Rather technical, but solvable :-) -
@keyser
Here is what I picked up from a DHCP request:Option: (55) Parameter Request List
Length: 10
Parameter Request List Item: (1) Subnet Mask
Parameter Request List Item: (28) Broadcast Address
Parameter Request List Item: (2) Time Offset
Parameter Request List Item: (121) Classless Static Route (seen in multiple DHCP tags)

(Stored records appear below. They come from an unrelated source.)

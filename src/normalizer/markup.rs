// Markup stripping for word-processor documents and HTML

use std::io::{Cursor, Read};

use quick_xml::events::Event;
use quick_xml::Reader;
use scraper::{node::Node, ElementRef, Html};

use crate::types::{AppError, AppResult};

const SKIPPED_ELEMENTS: &[&str] = &["script", "style", "head", "noscript", "template", "svg"];

/// Elements that end a paragraph.
const BLOCK_ELEMENTS: &[&str] = &[
    "p", "div", "section", "article", "main", "header", "footer", "aside", "nav", "blockquote",
    "pre", "table", "ul", "ol", "dl", "figure", "h1", "h2", "h3", "h4", "h5", "h6", "hr",
];

/// Elements that end a line.
const LINE_ELEMENTS: &[&str] = &["li", "tr", "dt", "dd", "caption", "figcaption"];

const CELL_ELEMENTS: &[&str] = &["td", "th"];

/// Extract the body text of a `.docx` file.
///
/// Paragraphs (`w:p`) become blank-line separated paragraphs, tabs and
/// explicit breaks are kept.
pub fn docx_to_text(bytes: &[u8]) -> AppResult<String> {
    let mut archive = zip::ZipArchive::new(Cursor::new(bytes))
        .map_err(|e| AppError::Validation(format!("Not a valid DOCX archive: {}", e)))?;

    let mut xml = String::new();
    archive
        .by_name("word/document.xml")
        .map_err(|e| AppError::Validation(format!("DOCX has no document body: {}", e)))?
        .read_to_string(&mut xml)
        .map_err(|e| AppError::Validation(format!("Unreadable DOCX document body: {}", e)))?;

    wordml_to_text(&xml)
}

fn wordml_to_text(xml: &str) -> AppResult<String> {
    let mut reader = Reader::from_str(xml);
    let mut text = String::new();
    let mut in_text_run = false;

    loop {
        match reader.read_event() {
            Ok(Event::Start(e)) => {
                if e.local_name().as_ref() == b"t" {
                    in_text_run = true;
                }
            }
            Ok(Event::Text(e)) => {
                if in_text_run {
                    let unescaped = e
                        .unescape()
                        .map_err(|e| AppError::Validation(format!("Malformed DOCX text: {}", e)))?;
                    text.push_str(&unescaped);
                }
            }
            Ok(Event::End(e)) => match e.local_name().as_ref() {
                b"t" => in_text_run = false,
                b"p" => text.push_str("\n\n"),
                _ => {}
            },
            Ok(Event::Empty(e)) => match e.local_name().as_ref() {
                b"tab" => text.push('\t'),
                b"br" | b"cr" => text.push('\n'),
                _ => {}
            },
            Ok(Event::Eof) => break,
            Err(e) => {
                return Err(AppError::Validation(format!(
                    "Malformed DOCX XML at position {}: {}",
                    reader.buffer_position(),
                    e
                )))
            }
            _ => {}
        }
    }

    Ok(tidy(&text))
}

/// Visible text of an HTML document. Block elements end paragraphs, inline
/// whitespace is collapsed, scripts and styles are dropped.
pub fn html_to_text(html: &str) -> String {
    let document = Html::parse_document(html);
    let mut text = String::new();
    walk(document.root_element(), false, &mut text);
    tidy(&text)
}

fn walk(element: ElementRef<'_>, preformatted: bool, out: &mut String) {
    for child in element.children() {
        match child.value() {
            Node::Text(t) => {
                if preformatted {
                    out.push_str(t);
                } else {
                    push_collapsed(t, out);
                }
            }
            Node::Element(el) => {
                let name = el.name();
                if SKIPPED_ELEMENTS.contains(&name) {
                    continue;
                }
                if name == "br" {
                    out.push('\n');
                    continue;
                }

                let Some(child_element) = ElementRef::wrap(child) else {
                    continue;
                };

                if BLOCK_ELEMENTS.contains(&name) {
                    break_lines(out, 2);
                    walk(child_element, preformatted || name == "pre", out);
                    break_lines(out, 2);
                } else if LINE_ELEMENTS.contains(&name) {
                    break_lines(out, 1);
                    walk(child_element, preformatted, out);
                    break_lines(out, 1);
                } else if CELL_ELEMENTS.contains(&name) {
                    walk(child_element, preformatted, out);
                    out.push_str("  ");
                } else {
                    walk(child_element, preformatted, out);
                }
            }
            _ => {}
        }
    }
}

/// Make `out` end with at least `count` newlines.
fn break_lines(out: &mut String, count: usize) {
    let existing = out.chars().rev().take_while(|c| *c == '\n').count();
    for _ in existing..count {
        out.push('\n');
    }
}

fn push_collapsed(text: &str, out: &mut String) {
    let starts_with_space = text.starts_with(char::is_whitespace);
    let ends_with_space = text.ends_with(char::is_whitespace);
    let words: Vec<&str> = text.split_whitespace().collect();

    if words.is_empty() {
        if !text.is_empty() && !out.is_empty() && !out.ends_with(char::is_whitespace) {
            out.push(' ');
        }
        return;
    }

    if starts_with_space && !out.is_empty() && !out.ends_with(char::is_whitespace) {
        out.push(' ');
    }
    out.push_str(&words.join(" "));
    if ends_with_space {
        out.push(' ');
    }
}

/// Trim every line and collapse runs of blank lines into one.
fn tidy(text: &str) -> String {
    let mut lines: Vec<&str> = Vec::new();

    for line in text.lines() {
        let line = line.trim();
        if line.is_empty() && lines.last().map_or(true, |l| l.is_empty()) {
            continue;
        }
        lines.push(line);
    }

    while lines.last().is_some_and(|l| l.is_empty()) {
        lines.pop();
    }

    lines.join("\n")
}

#[cfg(test)]
mod tests {
    use super::*;
    use std::io::Write;
    use zip::write::SimpleFileOptions;

    fn docx_with_body(body: &str) -> Vec<u8> {
        let xml = format!(
            r#"<?xml version="1.0" encoding="UTF-8" standalone="yes"?>
<w:document xmlns:w="http://schemas.openxmlformats.org/wordprocessingml/2006/main"><w:body>{}</w:body></w:document>"#,
            body
        );

        let mut buffer = Cursor::new(Vec::new());
        {
            let mut writer = zip::ZipWriter::new(&mut buffer);
            writer
                .start_file("word/document.xml", SimpleFileOptions::default())
                .unwrap();
            writer.write_all(xml.as_bytes()).unwrap();
            writer.finish().unwrap();
        }
        buffer.into_inner()
    }

    #[test]
    fn test_docx_paragraphs_become_paragraphs() {
        let docx = docx_with_body(
            r#"<w:p><w:r><w:t>Quarterly</w:t></w:r><w:r><w:t xml:space="preserve"> report</w:t></w:r></w:p><w:p><w:r><w:t>Fish &amp; chips</w:t><w:tab/><w:t>ok</w:t></w:r></w:p>"#,
        );

        let text = docx_to_text(&docx).unwrap();
        assert_eq!(text, "Quarterly report\n\nFish & chips\tok");
    }

    #[test]
    fn test_docx_without_body_is_rejected() {
        let mut buffer = Cursor::new(Vec::new());
        {
            let mut writer = zip::ZipWriter::new(&mut buffer);
            writer
                .start_file("other.xml", SimpleFileOptions::default())
                .unwrap();
            writer.write_all(b"<x/>").unwrap();
            writer.finish().unwrap();
        }

        assert!(matches!(
            docx_to_text(&buffer.into_inner()),
            Err(AppError::Validation(_))
        ));
    }

    #[test]
    fn test_html_strips_tags_and_scripts() {
        let html = r#"<html><head><title>t</title><style>p { color: red }</style></head>
            <body><h1>Pricing</h1><p>Plans start at   <b>$10</b>&nbsp;a month.</p>
            <script>alert(1)</script><ul><li>Basic</li><li>Pro</li></ul></body></html>"#;

        let text = html_to_text(html);
        assert_eq!(text, "Pricing\n\nPlans start at $10 a month.\n\nBasic\nPro");
    }

    #[test]
    fn test_html_line_breaks() {
        let text = html_to_text("<p>one<br>two</p><p>three &amp; four</p>");
        assert_eq!(text, "one\ntwo\n\nthree & four");
    }

    #[test]
    fn test_tidy_collapses_blank_runs() {
        assert_eq!(tidy("\n\n  a  \n\n\n\nb\n\n"), "a\n\nb");
    }
}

Parameter Request List Item: (3) Router
Parameter Request List Item: (15) Domain Name
Parameter Request List Item: (6) Domain Name Server
Parameter Request List Item: (12) Host Name
Parameter Request List Item: (119) Domain Search
Parameter Request List Item: (26) Interface MTUDoes anything here give any indication of how to configure Pfsense?
-
@jddoxtator said in New Fiber install, fresh Pfsense install, only getting 20Mbps up/down:
@keyser
Here is what I picked up from a DHCP request:Option: (55) Parameter Request List
Length: 10
Parameter Request List Item: (1) Subnet Mask
Parameter Request List Item: (28) Broadcast Address
Parameter Request List Item: (2) Time Offset
Parameter Request List Item: (121) Classless Static Route (seen in multiple DHCP tags)
Parameter Request List Item: (3) Router
Parameter Request List Item: (15) Domain Name
Parameter Request List Item: (6) Domain Name Server
Parameter Request List Item: (12) Host Name
Parameter Request List Item: (119) Domain Search
Parameter Request List Item: (26) Interface MTUDoes anything here give any indication of how to configure Pfsense?
I’m sorry but that part is a little outside my experience and knowledge field. I was lucky to find a blog describing how to get my pfSense working with the ISP named Orange in France:
https://vincent.bernat.ch/en/blog/2019-orange-livebox-linux
And
https://syscall.eu/blog/2021/10/04/livebox_replacement/You can skip the ONT part and just look at the DHCP options part. Remember, this is for Orange, and I then found an article on how to get the pfSense DHCP client on WAN to use those settings.
-
Yeah, it won't be a parameter request. It will appears as a client option it sends to the server. Assuming it is sending anything custom...
Otherwise check for priority tags or DSCP flags.
Steve
-
I have a Cisco switch here and port mirroring with it is a pain. I created a data tap, with a cheap 5 port managed switch.